An Invincible Hope

There are a lot of rather disheartening things going on in the world right now. I want to give a shout-out to anyone who takes action to improve the life of another human being. If everyone operated with the goal to just help and not harm, imagine what the world would be like. It would probably require a bit more reflection than we usually give ourselves time to do. We would have to consider the consequences of our actions before engaging. We would need to view the world through the eyes of others. In The Invincible Summer of Juniper Jones, Daven McQueen introduces us to characters who seem to naturally operate with this goal, others who are learning to do so, and a few who seem determined to work against it. The story of how they all come together is beautiful, painful, and ultimately hopeful.

When Ethan Harper punches a boy at his high school who calls him the n-word, his white father sends him to Alabama. In 1955. There are no other biracial or Black citizens of Ellison, Alabama in 1955. Having grown up in Washington state, Ethan imagines that a small town in Alabama will be boring, but he doesn’t know it will be dangerous. Boring is definitely not the word that Juniper Jones would use to describe Ellison and she is determined to prove to Ethan that he can have a great summer in Alabama. An invincible summer, in fact.

Juniper is unlike anyone that Ethan has ever met and she certainly has different views about race than anyone else in Ellison, including Ethan’s aunt and uncle. She sees in Ethan the qualities of a best friend: adventurous, curious, and accepting. Nothing else matters to Juniper. While Juniper shows Ethan the best things about living in Ellison, they both are learning about its horrors. Juniper and Ethan discover together that, to many people in Alabama, the color of Ethan’s skin makes him not just less important, but less human. While racism was certainly present in Washington, it is a way of life in Alabama. Any nudge of the color line can be deadly.

Ethan and Juniper are a perfect pair in every way and almost nothing can keep them apart. This is a story of an extraordinary friendship that deserves to last forever. Readers will fall in love with these characters, cheering them on whenever racist individuals stand in their way. Even so, as should be painfully obvious to readers today, racism is not a force that is easily overcome. It will take an extraordinary shift in the way that millions of us view each other to ever be eradicated.
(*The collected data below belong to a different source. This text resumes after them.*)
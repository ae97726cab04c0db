//! Lexicon tables backing the rule-based analyzer.
//!
//! Closed-class word lists, irregular lemma forms, and the stem repairs the
//! suffix stripper needs. All entries are lowercase; lookups are exact.

pub const DETERMINERS: &[&str] = &[
    "a", "all", "an", "another", "any", "both", "each", "either", "enough", "every", "half",
    "neither", "no", "several", "some", "such", "that", "the", "these", "this", "those", "what",
    "which", "whose",
];

pub const PRONOUNS: &[&str] = &[
    "anybody", "anyone", "anything", "everybody", "everyone", "everything", "he", "her", "hers",
    "herself", "him", "himself", "his", "i", "it", "its", "itself", "me", "mine", "my", "myself",
    "nobody", "nothing", "one", "our", "ours", "ourselves", "she", "somebody", "someone",
    "something", "their", "theirs", "them", "themselves", "they", "us", "we", "who", "whoever",
    "whom", "you", "your", "yours", "yourself", "yourselves",
];

pub const PREPOSITIONS: &[&str] = &[
    "aboard", "about", "above", "across", "after", "against", "along", "amid", "among", "around",
    "as", "at", "before", "behind", "below", "beneath", "beside", "besides", "between", "beyond",
    "by", "concerning", "despite", "down", "during", "except", "for", "from", "in", "inside",
    "into", "like", "near", "of", "off", "on", "onto", "out", "outside", "over", "past", "per",
    "regarding", "since", "through", "throughout", "till", "to", "toward", "towards", "under",
    "underneath", "until", "unto", "up", "upon", "via", "with", "within", "without",
];

pub const CONJUNCTIONS: &[&str] = &[
    "although", "and", "because", "but", "if", "nor", "once", "or", "so", "than", "though",
    "unless", "when", "whenever", "where", "whereas", "wherever", "whether", "while", "yet",
];

pub const AUXILIARIES: &[&str] = &[
    "am", "are", "be", "been", "being", "can", "could", "did", "do", "does", "done", "had", "has",
    "have", "having", "is", "may", "might", "must", "need", "ought", "shall", "should", "was",
    "were", "will", "would",
];

pub const COMMON_ADVERBS: &[&str] = &[
    "almost", "already", "also", "always", "currently", "even", "ever", "just", "nearly", "never",
    "now", "often", "only", "quite", "rarely", "really", "recently", "seldom", "sometimes",
    "soon", "still", "too", "usually", "very", "well",
];

/// Words the suffix heuristics would mistag as verbs or adjectives but that
/// read as nouns in resume and job-description text ("machine learning",
/// "unit testing", "strategic initiatives").
pub const NOMINAL_EXCEPTIONS: &[&str] = &[
    "accounting", "advertising", "caching", "clustering", "consulting", "debugging", "embedding",
    "engineering", "executive", "incentive", "indexing", "initiative", "learning", "licensing",
    "logging", "marketing", "messaging", "modeling", "modelling", "monitoring", "networking",
    "objective", "onboarding", "perspective", "planning", "pricing", "processing", "programming",
    "reporting", "representative", "staffing", "streaming", "testing", "tooling", "training",
    "troubleshooting", "versioning", "writing",
];

/// Words ending in "ly" that are not adverbs ("assembly line", "supply
/// chain"). The adverb suffix rule skips them.
pub const NON_ADVERB_LY: &[&str] = &[
    "anomaly", "apply", "assembly", "comply", "family", "monopoly", "multiply", "reply", "supply",
];

/// Participial forms that act as adjectives in this domain ("distributed
/// systems", "required skills"). Lemma is the surface form itself.
pub const PARTICIPIAL_ADJECTIVES: &[&str] = &[
    "advanced", "automated", "certified", "dedicated", "detailed", "distributed", "embedded",
    "experienced", "integrated", "motivated", "oriented", "preferred", "proven", "qualified",
    "required", "seasoned", "skilled", "structured",
];

/// Irregular verb forms mapped to their lemma.
pub const IRREGULAR_VERBS: &[(&str, &str)] = &[
    ("agreed", "agree"),
    ("began", "begin"),
    ("begun", "begin"),
    ("brought", "bring"),
    ("built", "build"),
    ("came", "come"),
    ("chose", "choose"),
    ("chosen", "choose"),
    ("drove", "drive"),
    ("driven", "drive"),
    ("fell", "fall"),
    ("fallen", "fall"),
    ("felt", "feel"),
    ("found", "find"),
    ("gave", "give"),
    ("given", "give"),
    ("got", "get"),
    ("gotten", "get"),
    ("grew", "grow"),
    ("grown", "grow"),
    ("held", "hold"),
    ("kept", "keep"),
    ("knew", "know"),
    ("known", "know"),
    ("led", "lead"),
    ("left", "leave"),
    ("made", "make"),
    ("met", "meet"),
    ("oversaw", "oversee"),
    ("overseen", "oversee"),
    ("paid", "pay"),
    ("ran", "run"),
    ("rebuilt", "rebuild"),
    ("rose", "rise"),
    ("risen", "rise"),
    ("said", "say"),
    ("saw", "see"),
    ("seen", "see"),
    ("sent", "send"),
    ("sold", "sell"),
    ("spent", "spend"),
    ("taken", "take"),
    ("taught", "teach"),
    ("thought", "think"),
    ("told", "tell"),
    ("took", "take"),
    ("understood", "understand"),
    ("went", "go"),
    ("won", "win"),
    ("wrote", "write"),
    ("written", "write"),
];

/// Irregular noun plurals mapped to their singular.
pub const IRREGULAR_NOUNS: &[(&str, &str)] = &[
    ("children", "child"),
    ("men", "man"),
    ("people", "person"),
    ("women", "woman"),
];

/// Stems the suffix stripper leaves one letter short of the dictionary form
/// ("managed" -> "manag"). Applied after stripping, before gemination repair.
pub const STEM_FIXUPS: &[(&str, &str)] = &[
    ("accelerat", "accelerate"),
    ("analyz", "analyze"),
    ("automat", "automate"),
    ("bas", "base"),
    ("cod", "code"),
    ("collaborat", "collaborate"),
    ("communicat", "communicate"),
    ("configur", "configure"),
    ("consolidat", "consolidate"),
    ("containeriz", "containerize"),
    ("controll", "control"),
    ("coordinat", "coordinate"),
    ("creat", "create"),
    ("decreas", "decrease"),
    ("defin", "define"),
    ("driv", "drive"),
    ("ensur", "ensure"),
    ("estimat", "estimate"),
    ("evaluat", "evaluate"),
    ("execut", "execute"),
    ("experienc", "experience"),
    ("facilitat", "facilitate"),
    ("financ", "finance"),
    ("generat", "generate"),
    ("hir", "hire"),
    ("improv", "improve"),
    ("increas", "increase"),
    ("innovat", "innovate"),
    ("integrat", "integrate"),
    ("interfac", "interface"),
    ("iterat", "iterate"),
    ("leverag", "leverage"),
    ("manag", "manage"),
    ("measur", "measure"),
    ("migrat", "migrate"),
    ("negotiat", "negotiate"),
    ("operat", "operate"),
    ("optimiz", "optimize"),
    ("orchestrat", "orchestrate"),
    ("organiz", "organize"),
    ("packag", "package"),
    ("practic", "practice"),
    ("pric", "price"),
    ("produc", "produce"),
    ("provid", "provide"),
    ("reduc", "reduce"),
    ("releas", "release"),
    ("requir", "require"),
    ("scal", "scale"),
    ("schedul", "schedule"),
    ("secur", "secure"),
    ("serv", "serve"),
    ("shar", "share"),
    ("solv", "solve"),
    ("sourc", "source"),
    ("standardiz", "standardize"),
    ("stor", "store"),
    ("translat", "translate"),
    ("updat", "update"),
    ("upgrad", "upgrade"),
    ("utiliz", "utilize"),
    ("validat", "validate"),
    ("virtualiz", "virtualize"),
];

/// Tokens that end in "s" but are not plurals. Plural stripping skips them so
/// extracted lemmas agree with the technical vocabulary.
pub const PLURAL_STABLE: &[&str] = &[
    "analytics", "aws", "css", "devops", "economics", "iaas", "ios", "jenkins", "keras", "kudos",
    "kubernetes", "logistics", "macos", "mathematics", "news", "nodejs", "paas", "pandas",
    "physics", "postgres", "rails", "robotics", "saas", "sass", "series", "species", "statistics",
    "windows",
];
That is why books like this one are so important to share with our students and their families. They cause us to pause and reflect on the consequences of our actions and our inaction. They inspire us to make an effort to view the world in a different way. They might just make hope a bit more invincible.
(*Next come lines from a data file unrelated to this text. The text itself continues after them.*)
mod analysis;
mod config;
mod errors;
mod routes;
mod state;

use anyhow::Result;
use std::net::SocketAddr;
use tower_http::{cors::CorsLayer, trace::TraceLayer};
use tracing::info;
use tracing_subscriber::{layer::SubscriberExt, util::SubscriberInitExt, EnvFilter};

use std::sync::Arc;

use crate::analysis::engine::MatchEngine;
use crate::analysis::linguistics::build_analyzer;
use crate::analysis::vocab::Vocabularies;
use crate::config::Config;
use crate::routes::build_router;
use crate::state::AppState;

#[tokio::main]
async fn main() -> Result<()> {
    // Load configuration first (fails on unparsable env vars)
    let config = Config::from_env()?;

    // Initialize structured logging
    tracing_subscriber::registry()
        .with(EnvFilter::try_from_default_env().unwrap_or_else(|_| {
            EnvFilter::new(format!("{}={}", env!("CARGO_PKG_NAME"), &config.rust_log))
        }))
        .with(tracing_subscriber::fmt::layer())
        .init();

    info!("Starting Keymatch API v{}", env!("CARGO_PKG_VERSION"));

    // Build the shared vocabularies (immutable for the process lifetime)
    let vocab = Arc::new(Vocabularies::builtin());
    info!("Vocabularies loaded");

    // Select the linguistic analyzer once, at startup
    let analyzer = build_analyzer(config.analyzer_mode);
    info!("Linguistic analyzer initialized (backend: {})", analyzer.name());

    let engine = MatchEngine::new(analyzer, vocab, config.extraction_options());
    info!(
        "Match engine ready (top_keywords: {}, min_word_length: {})",
        config.top_keywords, config.min_word_length
    );

    // Build app state
    let state = AppState {
        engine: Arc::new(engine),
    };

    // Build router
    let app = build_router(state)
        .layer(TraceLayer::new_for_http())
        .layer(CorsLayer::permissive()); // TODO: tighten CORS in production

    let addr: SocketAddr = format!("0.0.0.0:{}", config.port).parse()?;
    info!("Listening on {addr}");

    let listener = tokio::net::TcpListener::bind(addr).await?;
    axum::serve(listener, app).await?;

    Ok(())
}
Learning for Justice Social Justice Standards:

Diversity 9: I know I am connected to other people and can relate to them even when we are different or when we disagree.
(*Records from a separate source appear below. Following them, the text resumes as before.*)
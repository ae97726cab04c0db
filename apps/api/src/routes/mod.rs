pub mod health;

use axum::{
    routing::{get, post},
    Router,
};

use crate::analysis::handlers;
use crate::state::AppState;

pub fn build_router(state: AppState) -> Router {
    Router::new()
        .route("/health", get(health::health_handler))
        // Analysis API
        .route("/api/v1/analysis/analyze", post(handlers::handle_analyze))
        .route(
            "/api/v1/analysis/keywords",
            post(handlers::handle_extract_keywords),
        )
        .with_state(state)
}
Diversity 10: I can explain how the way groups of people are treated today, and the way they have been treated in the past, shapes their group identity and culture.

Justice 13: I am aware that biased words and behaviors and unjust practices, laws and institutions limit the rights and freedoms of people based on their identity groups.

Published by socialjusticeinchildrenslit

My name is Leah Cole and I was a teacher in Iowa for nine years. My passions for education, social justice, and children's literature led me to create this blog. Students are faced with issues of justice and fairness from the time they are very young. The Social Justice Standards developed by Teaching Tolerance help teachers to support the development of students who recognize and embrace their own identities while respecting and valuing those who are different. In this blog, I will attempt to identify and review books that support the social justice standards.